Actor-writer-director-composer Melvin Van Peebles who highlighted Black economic empowerment and assisted in breaking in a new era of Black filmmaking with his most famous work, the 1971 film Sweet Sweetback’s Baadasssss Song died Tuesday night at 89.
His death was confirmed by film distributor Criterion Collection in a statement from the family. No cause of death was given.
We are saddened to announce the passing of a giant of American cinema, Melvin Van Peebles, who died last night, at home with family, at the age of 89. In an unparalleled career, Van Peebles made an indelible mark on the international cultural landscape. He will be deeply missed. pic.twitter.com/HpciXXVoYo
— Criterion Collection (@Criterion) September 22, 2021
His son, noted director and frequent collaborator Mario Van Peebles, had this to say about his legendary father: “Dad knew that Black images matter. If a picture is worth a thousand words, what was a movie worth?” he said in the statement. “We want to be the success we see, thus we need to see ourselves being free. True liberation did not mean imitating the colonizer’s mentality. It meant appreciating the power, beauty and interconnectivity of all people.”

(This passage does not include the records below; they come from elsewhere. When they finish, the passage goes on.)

//! In-memory implementations of the core's ports for integration tests.
//! Each store guards a map with an async `RwLock`, so every port call is
//! atomic the way the real storage layer is required to be.

use std::collections::HashMap;
use std::sync::Arc;

use async_trait::async_trait;
use chrono::{DateTime, Utc};
use tokio::sync::RwLock;
use uuid::Uuid;

use lms_core::completion::Rollup;
use lms_core::domain::{Course, CourseProgress, Enrollment, LectureProgress, Purchase, PurchaseStatus};
use lms_core::ports::{
    CourseCatalog, EnrollmentStore, PortError, PortResult, ProgressStore, PurchaseStore,
};
use lms_core::{EnrollmentLedger, ProgressTracker, PurchaseFulfillment};

//=========================================================================================
// Catalog
//=========================================================================================

#[derive(Default)]
pub struct MemoryCatalog {
    courses: RwLock<HashMap<Uuid, Course>>,
    /// Preview flag per lecture id, as the lecture collection would hold it.
    preview: RwLock<HashMap<Uuid, bool>>,
}

impl MemoryCatalog {
    pub fn new() -> Self {
        Self::default()
    }

    pub async fn add_course(&self, course: Course) {
        let mut preview = self.preview.write().await;
        for &lecture_id in &course.lecture_ids {
            preview.entry(lecture_id).or_insert(false);
        }
        self.courses.write().await.insert(course.id, course);
    }

    pub async fn set_lectures(&self, course_id: Uuid, lecture_ids: Vec<Uuid>) {
        let mut courses = self.courses.write().await;
        if let Some(course) = courses.get_mut(&course_id) {
            course.lecture_ids = lecture_ids;
        }
    }

    pub async fn is_preview(&self, lecture_id: Uuid) -> bool {
        self.preview.read().await.get(&lecture_id).copied().unwrap_or(false)
    }
}

#[async_trait]
impl CourseCatalog for MemoryCatalog {
    async fn get_course(&self, course_id: Uuid) -> PortResult<Course> {
        self.courses
            .read()
            .await
            .get(&course_id)
            .cloned()
            .ok_or_else(|| PortError::NotFound(format!("Course {} not found", course_id)))
    }

    async fn lecture_belongs_to_course(
        &self,
        course_id: Uuid,
        lecture_id: Uuid,
    ) -> PortResult<bool> {
        let course = self.get_course(course_id).await?;
        Ok(course.lecture_ids.contains(&lecture_id))
    }

    async fn unlock_lectures(&self, course_id: Uuid) -> PortResult<()> {
        let course = self.get_course(course_id).await?;
        let mut preview = self.preview.write().await;
        for lecture_id in course.lecture_ids {
            preview.insert(lecture_id, true);
        }
        Ok(())
    }
}

//=========================================================================================
// Enrollments
//=========================================================================================

#[derive(Default)]
pub struct MemoryEnrollments {
    records: RwLock<HashMap<(Uuid, Uuid), Enrollment>>,
}

impl MemoryEnrollments {
    pub fn new() -> Self {
        Self::default()
    }

    pub async fn record_count(&self) -> usize {
        self.records.read().await.len()
    }
}

#[async_trait]
impl EnrollmentStore for MemoryEnrollments {
    async fn insert_if_absent(
        &self,
        user_id: Uuid,
        course_id: Uuid,
        created_at: DateTime<Utc>,
    ) -> PortResult<bool> {
        let mut records = self.records.write().await;
        if records.contains_key(&(user_id, course_id)) {
            return Ok(false);
        }
        records.insert(
            (user_id, course_id),
            Enrollment {
                user_id,
                course_id,
                created_at,
            },
        );
        Ok(true)
    }

    async fn exists(&self, user_id: Uuid, course_id: Uuid) -> PortResult<bool> {
        Ok(self.records.read().await.contains_key(&(user_id, course_id)))
    }

    async fn enrolled_courses(&self, user_id: Uuid) -> PortResult<Vec<Uuid>> {
        Ok(self
            .records
            .read()
            .await
            .keys()
            .filter(|(u, _)| *u == user_id)
            .map(|(_, c)| *c)
            .collect())
    }
}

//=========================================================================================
// Progress
//=========================================================================================

#[derive(Default)]
pub struct MemoryProgress {
    records: RwLock<HashMap<(Uuid, Uuid), CourseProgress>>,
}

impl MemoryProgress {
    pub fn new() -> Self {
        Self::default()
    }

    pub async fn record_count(&self) -> usize {
        self.records.read().await.len()
    }
}

#[async_trait]
impl ProgressStore for MemoryProgress {
    async fn find(&self, user_id: Uuid, course_id: Uuid) -> PortResult<Option<CourseProgress>> {
        Ok(self.records.read().await.get(&(user_id, course_id)).cloned())
    }

    async fn create_if_absent(
        &self,
        user_id: Uuid,
        course_id: Uuid,
        now: DateTime<Utc>,
    ) -> PortResult<CourseProgress> {
        let mut records = self.records.write().await;
        let record = records
            .entry((user_id, course_id))
            .or_insert_with(|| CourseProgress::empty(user_id, course_id, now));
        Ok(record.clone())
    }

    async fn upsert_lecture(
        &self,
        user_id: Uuid,
        course_id: Uuid,
        lecture_id: Uuid,
        completed: bool,
        watch_time_secs: Option<f64>,
        now: DateTime<Utc>,
    ) -> PortResult<CourseProgress> {
        let mut records = self.records.write().await;
        let record = records.get_mut(&(user_id, course_id)).ok_or_else(|| {
            PortError::NotFound(format!(
                "No course progress for user {} in course {}",
                user_id, course_id
            ))
        })?;

        match record.lectures.iter_mut().find(|lp| lp.lecture_id == lecture_id) {
            Some(entry) => {
                entry.is_completed = completed;
                if let Some(wt) = watch_time_secs {
                    entry.watch_time_secs = entry.watch_time_secs.max(wt);
                }
                entry.last_watched = now;
            }
            None => {
                record.lectures.push(LectureProgress::new(
                    lecture_id,
                    completed,
                    watch_time_secs.unwrap_or(0.0),
                    now,
                ));
            }
        }
        record.last_accessed = now;
        Ok(record.clone())
    }

    async fn write_rollup(
        &self,
        user_id: Uuid,
        course_id: Uuid,
        rollup: Rollup,
        now: DateTime<Utc>,
    ) -> PortResult<()> {
        let mut records = self.records.write().await;
        if let Some(record) = records.get_mut(&(user_id, course_id)) {
            record.completion_percentage = rollup.completion_percentage;
            record.is_completed = rollup.is_completed;
            record.last_accessed = now;
        }
        Ok(())
    }

    async fn overwrite_entries(
        &self,
        user_id: Uuid,
        course_id: Uuid,
        entries: Vec<LectureProgress>,
        rollup: Rollup,
        now: DateTime<Utc>,
    ) -> PortResult<bool> {
        let mut records = self.records.write().await;
        match records.get_mut(&(user_id, course_id)) {
            Some(record) => {
                record.lectures = entries;
                record.completion_percentage = rollup.completion_percentage;
                record.is_completed = rollup.is_completed;
                record.last_accessed = now;
                Ok(true)
            }
            None => Ok(false),
        }
    }
}

//=========================================================================================
// Purchases
//=========================================================================================

#[derive(Default)]
pub struct MemoryPurchases {
    records: RwLock<HashMap<String, Purchase>>,
}

impl MemoryPurchases {
    pub fn new() -> Self {
        Self::default()
    }

    pub async fn get(&self, reference: &str) -> Option<Purchase> {
        self.records.read().await.get(reference).cloned()
    }
}

#[async_trait]
impl PurchaseStore for MemoryPurchases {
    async fn insert(&self, purchase: &Purchase) -> PortResult<()> {
        let mut records = self.records.write().await;
        if records.contains_key(&purchase.payment_reference) {
            return Err(PortError::Conflict(format!(
                "Purchase reference {} already exists",
                purchase.payment_reference
            )));
        }
        records.insert(purchase.payment_reference.clone(), purchase.clone());
        Ok(())
    }

    async fn find_by_reference(&self, reference: &str) -> PortResult<Option<Purchase>> {
        Ok(self.records.read().await.get(reference).cloned())
    }

    async fn complete_if_pending(
        &self,
        reference: &str,
        settled_amount: f64,
        now: DateTime<Utc>,
    ) -> PortResult<bool> {
        let mut records = self.records.write().await;
        match records.get_mut(reference) {
            Some(purchase) if purchase.status == PurchaseStatus::Pending => {
                purchase.status = PurchaseStatus::Completed;
                purchase.amount = settled_amount;
                purchase.updated_at = now;
                Ok(true)
            }
            _ => Ok(false),
        }
    }

    async fn fail_if_pending(
        &self,
        reference: &str,
        reason: &str,
        now: DateTime<Utc>,
    ) -> PortResult<bool> {
        let mut records = self.records.write().await;
        match records.get_mut(reference) {
            Some(purchase) if purchase.status == PurchaseStatus::Pending => {
                purchase.status = PurchaseStatus::Failed;
                purchase.failure_reason = Some(reason.to_string());
                purchase.updated_at = now;
                Ok(true)
            }
            _ => Ok(false),
        }
    }

    async fn completed_exists(&self, user_id: Uuid, course_id: Uuid) -> PortResult<bool> {
        Ok(self.records.read().await.values().any(|p| {
            p.user_id == user_id && p.course_id == course_id && p.status == PurchaseStatus::Completed
        }))
    }

    async fn completed_course_ids(&self, user_id: Uuid) -> PortResult<Vec<Uuid>> {
        Ok(self
            .records
            .read()
            .await
            .values()
            .filter(|p| p.user_id == user_id && p.status == PurchaseStatus::Completed)
            .map(|p| p.course_id)
            .collect())
    }
}

//=========================================================================================
// Wiring helpers
//=========================================================================================

pub struct TestHarness {
    pub catalog: Arc<MemoryCatalog>,
    pub enrollments: Arc<MemoryEnrollments>,
    pub progress: Arc<MemoryProgress>,
    pub purchases: Arc<MemoryPurchases>,
    pub ledger: Arc<EnrollmentLedger>,
    pub tracker: ProgressTracker,
    pub fulfillment: PurchaseFulfillment,
}

pub fn harness() -> TestHarness {
    let catalog = Arc::new(MemoryCatalog::new());
    let enrollments = Arc::new(MemoryEnrollments::new());
    let progress = Arc::new(MemoryProgress::new());
    let purchases = Arc::new(MemoryPurchases::new());

    let ledger = Arc::new(EnrollmentLedger::new(catalog.clone(), enrollments.clone()));
    let tracker = ProgressTracker::new(catalog.clone(), progress.clone());
    let fulfillment = PurchaseFulfillment::new(catalog.clone(), purchases.clone(), ledger.clone());

    TestHarness {
        catalog,
        enrollments,
        progress,
        purchases,
        ledger,
        tracker,
        fulfillment,
    }
}

/// A published course with `lectures` freshly-minted lecture ids.
pub fn course(price: f64, lectures: usize) -> Course {
    Course {
        id: Uuid::new_v4(),
        price,
        lecture_ids: (0..lectures).map(|_| Uuid::new_v4()).collect(),
        is_published: true,
    }
}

At the age of 75 Van Peebles spoke about what it was like for an African-American male growing up in the 1940s and ‘50s: “ ‘Boy’ was when you were a kid, and when you got old, ‘uncle.’ They’d never call you a man.” Of his own journey past that in-between period—the threatening “virility stage,” as he put it—he said: “Little old ladies used to pull their purses close to them when you’d walk by,” he said. “Now they smile.
“It’s all how you look at stuff,” he added. “And America gives you a lot of stuff to look at.”